> _WHAT TO DO_
Your job is to set down the stretch of entries that opens with the line containing "filename src/clock.rs" and closes with the line containing "pub struct MonotonicTimestamp(Duration);". Keep both end lines, copy each exactly, and add nothing.

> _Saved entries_
=======
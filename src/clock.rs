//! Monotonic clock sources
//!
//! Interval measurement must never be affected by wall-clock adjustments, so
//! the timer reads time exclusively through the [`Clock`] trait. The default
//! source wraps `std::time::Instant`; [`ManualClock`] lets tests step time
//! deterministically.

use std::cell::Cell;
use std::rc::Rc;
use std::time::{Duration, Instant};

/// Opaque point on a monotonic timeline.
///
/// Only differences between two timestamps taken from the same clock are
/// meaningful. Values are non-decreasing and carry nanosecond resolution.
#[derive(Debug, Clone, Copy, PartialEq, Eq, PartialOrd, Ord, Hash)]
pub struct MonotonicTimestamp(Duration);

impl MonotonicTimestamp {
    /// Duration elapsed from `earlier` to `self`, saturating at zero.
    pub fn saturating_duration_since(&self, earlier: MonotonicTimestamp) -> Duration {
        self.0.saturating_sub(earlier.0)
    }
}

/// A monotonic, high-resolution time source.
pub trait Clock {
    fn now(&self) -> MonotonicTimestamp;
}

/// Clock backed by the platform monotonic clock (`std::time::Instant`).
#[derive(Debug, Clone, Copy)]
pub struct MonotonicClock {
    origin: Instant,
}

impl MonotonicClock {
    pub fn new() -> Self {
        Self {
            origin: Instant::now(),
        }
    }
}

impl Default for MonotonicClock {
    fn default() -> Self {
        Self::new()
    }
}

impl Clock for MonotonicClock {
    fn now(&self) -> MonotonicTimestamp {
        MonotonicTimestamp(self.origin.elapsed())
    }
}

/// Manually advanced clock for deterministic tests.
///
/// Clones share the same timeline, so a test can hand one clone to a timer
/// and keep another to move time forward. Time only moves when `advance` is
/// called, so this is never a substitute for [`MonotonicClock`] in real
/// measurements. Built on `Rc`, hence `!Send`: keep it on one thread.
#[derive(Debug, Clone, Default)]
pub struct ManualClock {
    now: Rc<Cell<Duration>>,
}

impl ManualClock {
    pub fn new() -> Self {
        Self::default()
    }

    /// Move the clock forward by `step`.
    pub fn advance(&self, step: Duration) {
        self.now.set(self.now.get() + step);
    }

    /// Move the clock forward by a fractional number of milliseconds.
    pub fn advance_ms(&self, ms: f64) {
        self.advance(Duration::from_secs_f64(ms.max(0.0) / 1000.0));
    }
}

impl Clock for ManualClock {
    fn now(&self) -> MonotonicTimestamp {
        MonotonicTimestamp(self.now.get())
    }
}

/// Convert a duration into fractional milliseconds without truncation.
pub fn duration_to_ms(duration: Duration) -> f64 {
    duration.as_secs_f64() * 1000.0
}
=======
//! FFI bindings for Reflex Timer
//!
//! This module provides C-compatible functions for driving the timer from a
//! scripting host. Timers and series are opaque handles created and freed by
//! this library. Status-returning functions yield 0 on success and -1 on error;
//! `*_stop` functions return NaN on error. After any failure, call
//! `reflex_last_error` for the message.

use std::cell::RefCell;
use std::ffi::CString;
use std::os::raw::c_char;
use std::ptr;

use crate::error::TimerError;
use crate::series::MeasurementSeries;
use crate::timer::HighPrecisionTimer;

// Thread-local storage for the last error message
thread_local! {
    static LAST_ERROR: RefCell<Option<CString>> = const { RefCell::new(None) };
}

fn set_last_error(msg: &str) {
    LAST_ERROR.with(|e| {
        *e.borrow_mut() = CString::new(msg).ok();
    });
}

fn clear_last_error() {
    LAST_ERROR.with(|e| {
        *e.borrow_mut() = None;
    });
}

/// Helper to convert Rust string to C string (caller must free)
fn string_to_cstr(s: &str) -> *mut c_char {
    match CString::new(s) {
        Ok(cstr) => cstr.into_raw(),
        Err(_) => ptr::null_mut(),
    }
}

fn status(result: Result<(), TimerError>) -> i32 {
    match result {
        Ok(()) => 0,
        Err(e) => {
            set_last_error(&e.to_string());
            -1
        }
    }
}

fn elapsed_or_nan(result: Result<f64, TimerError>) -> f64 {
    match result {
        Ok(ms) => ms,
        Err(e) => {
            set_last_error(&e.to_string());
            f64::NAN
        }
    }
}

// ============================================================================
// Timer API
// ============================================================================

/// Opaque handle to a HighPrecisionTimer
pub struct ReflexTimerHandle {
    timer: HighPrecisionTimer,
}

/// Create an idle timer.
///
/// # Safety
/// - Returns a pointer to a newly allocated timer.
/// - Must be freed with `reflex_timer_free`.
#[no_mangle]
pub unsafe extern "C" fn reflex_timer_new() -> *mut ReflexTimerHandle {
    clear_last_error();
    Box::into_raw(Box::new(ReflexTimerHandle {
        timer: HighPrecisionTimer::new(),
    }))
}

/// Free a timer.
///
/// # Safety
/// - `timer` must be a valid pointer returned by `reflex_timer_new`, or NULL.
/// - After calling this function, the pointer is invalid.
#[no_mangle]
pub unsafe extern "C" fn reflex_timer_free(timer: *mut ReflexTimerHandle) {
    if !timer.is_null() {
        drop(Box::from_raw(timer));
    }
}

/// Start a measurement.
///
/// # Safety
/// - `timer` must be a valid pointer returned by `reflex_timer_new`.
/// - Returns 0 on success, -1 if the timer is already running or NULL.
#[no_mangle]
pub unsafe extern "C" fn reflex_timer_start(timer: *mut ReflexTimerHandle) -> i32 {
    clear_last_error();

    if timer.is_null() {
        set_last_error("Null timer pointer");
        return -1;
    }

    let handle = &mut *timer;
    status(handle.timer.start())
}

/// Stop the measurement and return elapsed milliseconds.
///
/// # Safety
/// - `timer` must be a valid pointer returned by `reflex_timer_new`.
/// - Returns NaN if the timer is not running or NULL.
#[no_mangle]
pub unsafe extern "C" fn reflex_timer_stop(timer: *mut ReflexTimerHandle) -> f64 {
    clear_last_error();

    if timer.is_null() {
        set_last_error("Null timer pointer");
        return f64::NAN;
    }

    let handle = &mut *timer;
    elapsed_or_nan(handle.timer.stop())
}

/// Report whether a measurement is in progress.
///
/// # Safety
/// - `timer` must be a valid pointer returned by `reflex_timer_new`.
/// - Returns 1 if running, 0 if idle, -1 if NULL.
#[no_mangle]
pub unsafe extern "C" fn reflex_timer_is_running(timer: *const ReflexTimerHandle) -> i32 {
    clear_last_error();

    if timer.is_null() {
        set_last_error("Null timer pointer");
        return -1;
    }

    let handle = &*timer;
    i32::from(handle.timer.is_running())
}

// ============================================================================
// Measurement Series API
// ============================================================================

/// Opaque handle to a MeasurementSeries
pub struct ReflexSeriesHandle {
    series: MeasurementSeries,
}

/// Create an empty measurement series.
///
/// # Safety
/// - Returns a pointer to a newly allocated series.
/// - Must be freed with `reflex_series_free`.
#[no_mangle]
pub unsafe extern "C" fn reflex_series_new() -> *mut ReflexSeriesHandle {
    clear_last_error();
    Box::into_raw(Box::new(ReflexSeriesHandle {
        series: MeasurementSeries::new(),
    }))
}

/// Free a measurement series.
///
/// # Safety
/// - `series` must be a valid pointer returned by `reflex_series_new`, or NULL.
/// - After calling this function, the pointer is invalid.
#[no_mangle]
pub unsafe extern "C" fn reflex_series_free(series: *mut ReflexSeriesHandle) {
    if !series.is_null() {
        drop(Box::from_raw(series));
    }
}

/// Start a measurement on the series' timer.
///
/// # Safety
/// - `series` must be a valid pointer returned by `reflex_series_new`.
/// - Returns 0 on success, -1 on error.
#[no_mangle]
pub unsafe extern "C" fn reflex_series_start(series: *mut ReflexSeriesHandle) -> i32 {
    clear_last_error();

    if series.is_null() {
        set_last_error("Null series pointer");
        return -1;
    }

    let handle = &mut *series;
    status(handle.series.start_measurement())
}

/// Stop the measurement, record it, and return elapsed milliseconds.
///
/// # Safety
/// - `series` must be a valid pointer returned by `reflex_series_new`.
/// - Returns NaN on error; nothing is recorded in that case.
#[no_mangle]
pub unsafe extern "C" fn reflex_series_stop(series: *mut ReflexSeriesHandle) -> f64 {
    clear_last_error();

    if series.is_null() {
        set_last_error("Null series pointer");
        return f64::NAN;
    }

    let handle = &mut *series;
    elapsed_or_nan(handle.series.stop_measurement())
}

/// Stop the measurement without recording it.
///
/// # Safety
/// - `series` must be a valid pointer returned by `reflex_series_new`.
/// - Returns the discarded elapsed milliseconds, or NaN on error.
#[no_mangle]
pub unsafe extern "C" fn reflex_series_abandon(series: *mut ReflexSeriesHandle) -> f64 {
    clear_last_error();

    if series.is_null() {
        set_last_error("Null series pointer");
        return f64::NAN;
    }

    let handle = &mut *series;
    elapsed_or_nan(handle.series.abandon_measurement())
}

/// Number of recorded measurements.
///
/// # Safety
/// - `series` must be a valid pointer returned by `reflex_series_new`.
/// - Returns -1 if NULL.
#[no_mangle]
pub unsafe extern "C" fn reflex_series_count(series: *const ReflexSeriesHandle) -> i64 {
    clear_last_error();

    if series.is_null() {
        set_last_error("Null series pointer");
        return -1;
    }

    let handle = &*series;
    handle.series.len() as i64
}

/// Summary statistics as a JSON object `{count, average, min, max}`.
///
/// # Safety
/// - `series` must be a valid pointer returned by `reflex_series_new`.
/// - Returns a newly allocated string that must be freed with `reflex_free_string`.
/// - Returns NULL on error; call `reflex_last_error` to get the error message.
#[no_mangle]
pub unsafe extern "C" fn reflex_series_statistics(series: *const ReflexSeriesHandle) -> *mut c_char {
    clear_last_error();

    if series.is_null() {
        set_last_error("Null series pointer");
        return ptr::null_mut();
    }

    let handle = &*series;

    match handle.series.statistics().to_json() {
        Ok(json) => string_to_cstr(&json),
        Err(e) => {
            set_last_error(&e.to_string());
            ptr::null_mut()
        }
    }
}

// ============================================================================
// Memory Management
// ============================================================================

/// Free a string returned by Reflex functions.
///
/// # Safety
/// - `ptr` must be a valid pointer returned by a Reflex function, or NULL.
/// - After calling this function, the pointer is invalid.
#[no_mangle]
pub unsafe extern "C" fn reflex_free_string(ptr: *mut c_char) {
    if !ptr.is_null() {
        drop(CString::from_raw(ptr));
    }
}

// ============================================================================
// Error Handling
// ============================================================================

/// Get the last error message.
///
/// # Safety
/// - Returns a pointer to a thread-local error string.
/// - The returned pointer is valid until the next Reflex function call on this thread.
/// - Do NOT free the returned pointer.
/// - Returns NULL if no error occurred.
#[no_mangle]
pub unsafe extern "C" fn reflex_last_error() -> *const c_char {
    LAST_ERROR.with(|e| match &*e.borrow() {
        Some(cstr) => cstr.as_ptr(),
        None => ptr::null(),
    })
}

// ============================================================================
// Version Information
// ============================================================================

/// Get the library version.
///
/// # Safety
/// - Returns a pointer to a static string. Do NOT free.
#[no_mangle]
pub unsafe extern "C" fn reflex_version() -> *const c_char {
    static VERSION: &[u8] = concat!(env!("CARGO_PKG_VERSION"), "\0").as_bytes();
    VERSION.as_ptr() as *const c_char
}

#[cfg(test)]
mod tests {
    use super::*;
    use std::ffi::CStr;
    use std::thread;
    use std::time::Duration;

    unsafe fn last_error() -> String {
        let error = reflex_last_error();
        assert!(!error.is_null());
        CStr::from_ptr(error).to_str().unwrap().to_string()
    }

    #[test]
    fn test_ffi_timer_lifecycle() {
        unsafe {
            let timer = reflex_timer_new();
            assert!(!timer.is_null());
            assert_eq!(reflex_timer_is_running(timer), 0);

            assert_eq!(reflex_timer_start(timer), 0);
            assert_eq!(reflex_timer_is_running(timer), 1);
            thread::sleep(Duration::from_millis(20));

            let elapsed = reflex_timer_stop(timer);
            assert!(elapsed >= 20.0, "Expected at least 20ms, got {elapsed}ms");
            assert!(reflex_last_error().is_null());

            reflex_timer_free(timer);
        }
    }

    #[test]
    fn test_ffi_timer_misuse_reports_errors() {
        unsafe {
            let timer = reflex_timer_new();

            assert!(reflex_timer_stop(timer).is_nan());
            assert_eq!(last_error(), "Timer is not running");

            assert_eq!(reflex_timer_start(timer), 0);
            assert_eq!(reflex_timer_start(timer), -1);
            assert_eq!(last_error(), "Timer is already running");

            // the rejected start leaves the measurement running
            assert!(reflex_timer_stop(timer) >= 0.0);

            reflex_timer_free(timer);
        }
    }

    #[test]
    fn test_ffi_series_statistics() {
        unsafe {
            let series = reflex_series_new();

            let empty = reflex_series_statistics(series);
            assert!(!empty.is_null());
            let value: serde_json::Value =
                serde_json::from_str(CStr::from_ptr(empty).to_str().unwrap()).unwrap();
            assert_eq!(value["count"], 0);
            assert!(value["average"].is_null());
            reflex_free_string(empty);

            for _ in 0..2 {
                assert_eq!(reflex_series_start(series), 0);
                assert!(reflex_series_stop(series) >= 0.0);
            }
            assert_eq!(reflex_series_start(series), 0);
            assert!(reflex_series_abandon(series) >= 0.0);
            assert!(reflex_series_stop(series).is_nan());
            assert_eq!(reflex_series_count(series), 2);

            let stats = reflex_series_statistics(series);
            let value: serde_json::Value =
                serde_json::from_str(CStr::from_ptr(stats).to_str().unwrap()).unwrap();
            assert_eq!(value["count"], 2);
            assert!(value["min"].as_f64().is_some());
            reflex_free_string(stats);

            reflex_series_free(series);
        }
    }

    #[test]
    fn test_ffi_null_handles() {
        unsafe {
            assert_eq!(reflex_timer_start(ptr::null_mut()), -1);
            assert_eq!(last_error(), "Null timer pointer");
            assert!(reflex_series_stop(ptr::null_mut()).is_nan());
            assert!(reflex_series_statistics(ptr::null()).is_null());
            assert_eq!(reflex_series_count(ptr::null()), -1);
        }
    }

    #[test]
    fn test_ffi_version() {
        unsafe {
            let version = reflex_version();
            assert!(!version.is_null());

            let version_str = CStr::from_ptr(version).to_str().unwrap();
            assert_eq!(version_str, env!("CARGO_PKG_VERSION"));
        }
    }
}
=======
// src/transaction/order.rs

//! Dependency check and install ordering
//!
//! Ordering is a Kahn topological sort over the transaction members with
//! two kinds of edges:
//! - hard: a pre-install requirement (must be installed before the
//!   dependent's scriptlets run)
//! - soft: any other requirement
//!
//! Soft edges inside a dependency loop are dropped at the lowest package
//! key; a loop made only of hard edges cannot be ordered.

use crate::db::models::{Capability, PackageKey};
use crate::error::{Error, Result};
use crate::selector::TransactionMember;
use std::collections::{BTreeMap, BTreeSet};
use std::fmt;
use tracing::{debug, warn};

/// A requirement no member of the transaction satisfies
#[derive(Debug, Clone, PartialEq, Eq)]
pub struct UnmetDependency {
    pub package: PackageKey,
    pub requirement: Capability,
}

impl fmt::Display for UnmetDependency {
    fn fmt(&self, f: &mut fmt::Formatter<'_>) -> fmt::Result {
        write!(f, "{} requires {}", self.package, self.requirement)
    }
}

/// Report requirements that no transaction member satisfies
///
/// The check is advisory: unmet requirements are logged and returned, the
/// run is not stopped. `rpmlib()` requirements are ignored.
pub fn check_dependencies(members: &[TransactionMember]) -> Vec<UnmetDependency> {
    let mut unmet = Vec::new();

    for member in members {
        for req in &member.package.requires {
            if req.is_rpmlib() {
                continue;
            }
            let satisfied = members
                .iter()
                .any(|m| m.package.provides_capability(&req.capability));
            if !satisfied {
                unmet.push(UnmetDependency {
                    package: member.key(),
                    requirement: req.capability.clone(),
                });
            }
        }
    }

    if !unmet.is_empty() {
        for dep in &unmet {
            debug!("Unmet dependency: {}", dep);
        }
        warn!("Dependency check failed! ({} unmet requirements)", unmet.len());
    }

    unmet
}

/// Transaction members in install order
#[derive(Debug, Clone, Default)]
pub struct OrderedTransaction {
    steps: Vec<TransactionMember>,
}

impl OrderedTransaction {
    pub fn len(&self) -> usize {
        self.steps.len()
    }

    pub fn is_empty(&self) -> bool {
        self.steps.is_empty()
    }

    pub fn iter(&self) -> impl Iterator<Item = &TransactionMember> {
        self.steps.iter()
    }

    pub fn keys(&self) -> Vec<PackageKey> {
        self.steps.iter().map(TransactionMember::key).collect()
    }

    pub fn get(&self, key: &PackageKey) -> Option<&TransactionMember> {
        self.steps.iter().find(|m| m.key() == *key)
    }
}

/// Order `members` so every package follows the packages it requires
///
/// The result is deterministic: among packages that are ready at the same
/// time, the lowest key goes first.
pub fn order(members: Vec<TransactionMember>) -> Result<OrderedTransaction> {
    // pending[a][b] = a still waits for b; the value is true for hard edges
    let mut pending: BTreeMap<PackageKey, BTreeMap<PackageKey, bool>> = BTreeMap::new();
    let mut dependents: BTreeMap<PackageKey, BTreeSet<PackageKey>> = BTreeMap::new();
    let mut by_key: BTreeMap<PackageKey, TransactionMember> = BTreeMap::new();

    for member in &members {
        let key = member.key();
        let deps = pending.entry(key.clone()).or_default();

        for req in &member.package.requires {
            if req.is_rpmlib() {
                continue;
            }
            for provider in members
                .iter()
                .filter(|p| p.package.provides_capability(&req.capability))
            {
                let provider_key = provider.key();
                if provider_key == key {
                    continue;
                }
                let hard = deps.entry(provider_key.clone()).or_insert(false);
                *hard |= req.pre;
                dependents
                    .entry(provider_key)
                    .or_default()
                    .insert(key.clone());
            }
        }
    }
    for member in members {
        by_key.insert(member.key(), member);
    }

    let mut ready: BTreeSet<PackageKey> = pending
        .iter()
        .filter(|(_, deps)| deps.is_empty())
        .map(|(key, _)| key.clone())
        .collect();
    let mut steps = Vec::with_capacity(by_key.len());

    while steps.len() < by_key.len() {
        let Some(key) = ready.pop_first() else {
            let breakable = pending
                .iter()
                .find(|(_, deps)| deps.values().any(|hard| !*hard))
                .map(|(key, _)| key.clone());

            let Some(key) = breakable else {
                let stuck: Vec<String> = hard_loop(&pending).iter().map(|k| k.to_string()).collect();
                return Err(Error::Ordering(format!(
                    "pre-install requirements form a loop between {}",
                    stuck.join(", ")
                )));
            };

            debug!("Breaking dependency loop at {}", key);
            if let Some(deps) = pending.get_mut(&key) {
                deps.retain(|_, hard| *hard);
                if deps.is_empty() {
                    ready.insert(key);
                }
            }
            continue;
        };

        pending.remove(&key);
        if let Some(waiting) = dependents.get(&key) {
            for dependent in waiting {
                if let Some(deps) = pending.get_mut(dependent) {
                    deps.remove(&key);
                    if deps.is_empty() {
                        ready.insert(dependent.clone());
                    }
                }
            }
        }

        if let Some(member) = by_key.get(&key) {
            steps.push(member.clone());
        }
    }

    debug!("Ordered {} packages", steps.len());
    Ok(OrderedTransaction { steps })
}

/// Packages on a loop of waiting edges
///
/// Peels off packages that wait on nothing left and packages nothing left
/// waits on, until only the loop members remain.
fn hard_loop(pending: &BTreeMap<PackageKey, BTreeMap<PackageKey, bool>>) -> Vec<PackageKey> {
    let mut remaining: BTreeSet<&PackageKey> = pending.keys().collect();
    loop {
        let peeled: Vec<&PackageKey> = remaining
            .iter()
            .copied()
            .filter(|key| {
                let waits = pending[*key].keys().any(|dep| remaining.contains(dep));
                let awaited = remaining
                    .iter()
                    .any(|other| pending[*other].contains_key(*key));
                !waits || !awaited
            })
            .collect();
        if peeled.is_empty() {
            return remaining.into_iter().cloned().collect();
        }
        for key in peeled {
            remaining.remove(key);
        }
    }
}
=======
> _RESPONSE TO THIS TASK_
filename src/clock.rs
//! Monotonic clock sources
//!
//! Interval measurement must never be affected by wall-clock adjustments, so
//! the timer reads time exclusively through the [`Clock`] trait. The default
//! source wraps `std::time::Instant`; [`ManualClock`] lets tests step time
//! deterministically.

use std::cell::Cell;
use std::rc::Rc;
use std::time::{Duration, Instant};

/// Opaque point on a monotonic timeline.
///
/// Only differences between two timestamps taken from the same clock are
/// meaningful. Values are non-decreasing and carry nanosecond resolution.
#[derive(Debug, Clone, Copy, PartialEq, Eq, PartialOrd, Ord, Hash)]
pub struct MonotonicTimestamp(Duration);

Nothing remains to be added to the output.